Professor at the University of Ghana, and Director of the West African Center for Cell Biology of Infectious Pathogens, Gordon Akanzuwine Awandare, who made the proposal on the Key Points on TV3 Saturday May 1 said the measures should however, not include a ban on flights to and from India.
“I think that we cannot pretend that now every country is safe and we should treat every country the same. One of the lessons that we will all learn from this pandemic is that when you delay to take action you will always pay for it. If we had all taken steps initially to restrict travel from China for just a month we may have saved the world this trouble.
“So, I really don’t think we should pretend that we can continue to allow the same free access from India and from Brazil,” he told host of the programme Abena Tabi.
He added “I am not comfortable with banning flights from any particular country but we have to put restrictions in place. I was hearing that they were planning to impose a mandatory quarantine on people who come from those countries. I hope that is done.
“You cannot treat every country the same, it is the reality. If you do that it will catch up with you. One of the reasons why we had the huge surge in January is that we sat down and saw new variants popping up in the UK and we didn’t take any steps to regulate the entry of people from the UK or tracking the infections coming from the UK .

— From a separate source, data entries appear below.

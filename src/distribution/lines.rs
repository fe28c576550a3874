/*!
 * Display-line helpers for redistributed pieces.
 */

use super::word_break::{closest_break_in, split_at_char};

/// Number of display lines in `content`: 0 for empty text, otherwise one more
/// than the number of newlines.
pub fn count_lines(content: &str) -> usize {
    if content.is_empty() {
        return 0;
    }
    1 + content.matches('\n').count()
}

/// Re-wrap `text` into at most `lines` display lines of similar length.
///
/// Existing line breaks are folded into spaces, each line is cut at the word
/// break closest to the average line length and trimmed, and the last line
/// takes whatever is left. Empty lines are dropped.
pub fn reflow_lines(text: &str, lines: usize) -> String {
    if text.is_empty() || lines == 0 {
        return String::new();
    }
    if lines == 1 {
        return text.to_string();
    }

    let average = text.chars().count() / lines;
    let mut rest = text;
    let mut wrapped = Vec::with_capacity(lines);

    for line in 0..lines {
        let piece = if line + 1 == lines {
            rest
        } else {
            let chars: Vec<char> = rest.chars().collect();
            let (head, tail) = split_at_char(rest, closest_break_in(&chars, average));
            rest = tail;
            head
        };

        let folded = piece.replace("\r\n", " ").replace('\n', " ");
        let trimmed = folded.trim();
        if !trimmed.is_empty() {
            wrapped.push(trimmed.to_string());
        }
    }

    wrapped.join("\n")
}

“By the time we woke up the UK variant had taken over the country. So we cannot do the same thing, we have to put some restrictions in place. I am not saying ban flights from India but we have to treat them with a different protocol.”
The International media have reported that a second wave of the virus is ravaging parts of India, with 386,452 new cases reported on Friday – the biggest one-day increase on record for any country.
The BBC reported that there were another 3,500 deaths nationwide and nearly 400 in Delhi – a record for the capital.
The total number of infections in the country has now passed 18 million.
The first consignment of emergency medical supplies from the US arrived on Friday, part of what the White House has said will be more than $100m (£72m) worth of support.
But oxygen supplies and hospital beds remain in desperately short supply across India, with relatives of Covid patients pleading on social media for help.
One senior Delhi police officer said that people were having to cremate family members in crematoriums not designated to take victims of Covid-19.
“That’s why we suggested more crematoriums should be set up,” the officer told the NDTV news channel.